• Brief:
Once you have read the records below, write them all out exactly as given.

• Entries provided:
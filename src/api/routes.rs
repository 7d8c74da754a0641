use crate::api::handlers::ApiState;
use axum::{
    Router,
    routing::{get, post},
};

pub fn health_routes() -> Router<ApiState> {
    Router::new()
        .route("/health", get(super::handlers::health_check))
        .route("/info", get(super::handlers::server_info))
}

pub fn management_routes() -> Router<ApiState> {
    Router::new()
        .route("/servers", get(super::handlers::list_servers))
        .route(
            "/servers/{name}/status",
            get(super::handlers::server_status),
        )
        .route(
            "/servers/{name}/restart",
            post(super::handlers::restart_server),
        )
        .route("/servers/{name}/ping", post(super::handlers::ping_server))
}

pub fn tool_routes() -> Router<ApiState> {
    Router::new()
        .route("/tools", get(super::handlers::list_tools))
        .route(
            "/tools/{qualified}/call",
            post(super::handlers::call_tool),
        )
}
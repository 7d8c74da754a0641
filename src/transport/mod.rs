pub(crate) mod factory;
pub(crate) mod local;
pub(crate) mod remote;
pub(crate) mod session;

pub use factory::{ProcessSessionFactory, SessionFactory};
pub use local::LocalLaunch;
pub use session::{FrameError, FrameStream, MAX_FRAME_BYTES, TransportSession};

• Your response:
filename src/api/routes.rs
repository 7d8c74da754a0641
use crate::api::handlers::ApiState;
use axum::{
    Router,
    routing::{get, post},
};

pub fn health_routes() -> Router<ApiState> {
    Router::new()
        .route("/health", get(super::handlers::health_check))
        .route("/info", get(super::handlers::server_info))
}

pub fn management_routes() -> Router<ApiState> {
    Router::new()
        .route("/servers", get(super::handlers::list_servers))
        .route(
            "/servers/{name}/status",
            get(super::handlers::server_status),
        )
        .route(
            "/servers/{name}/restart",
            post(super::handlers::restart_server),
        )
        .route("/servers/{name}/ping", post(super::handlers::ping_server))
}

pub fn tool_routes() -> Router<ApiState> {
    Router::new()
        .route("/tools", get(super::handlers::list_tools))
        .route(
            "/tools/{qualified}/call",
            post(super::handlers::call_tool),
        )
}
repository 7d8c74da754a0641
filename src/transport/mod.rs
pub(crate) mod factory;
pub(crate) mod local;
pub(crate) mod remote;
pub(crate) mod session;

pub use factory::{ProcessSessionFactory, SessionFactory};
pub use local::LocalLaunch;
pub use session::{FrameError, FrameStream, MAX_FRAME_BYTES, TransportSession};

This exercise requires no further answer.